Recorded data:
■ ■ ■
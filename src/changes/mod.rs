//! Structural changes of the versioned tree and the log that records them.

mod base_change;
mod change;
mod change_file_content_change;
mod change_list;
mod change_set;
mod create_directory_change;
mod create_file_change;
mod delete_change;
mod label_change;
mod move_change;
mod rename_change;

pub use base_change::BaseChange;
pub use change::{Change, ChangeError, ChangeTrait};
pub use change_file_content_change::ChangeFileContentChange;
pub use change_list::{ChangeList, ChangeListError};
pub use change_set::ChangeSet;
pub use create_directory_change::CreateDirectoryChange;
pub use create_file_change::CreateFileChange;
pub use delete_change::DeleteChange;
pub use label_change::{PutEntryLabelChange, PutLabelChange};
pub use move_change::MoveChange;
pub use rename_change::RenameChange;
■ ■ ■
Directions: Exactly the lines from the one containing "pub use create_file_change::CreateFileChange;" through the end of the records should be reproduced, and no others.

Solution:
pub use create_file_change::CreateFileChange;
pub use delete_change::DeleteChange;
pub use label_change::{PutEntryLabelChange, PutLabelChange};
pub use move_change::MoveChange;
pub use rename_change::RenameChange;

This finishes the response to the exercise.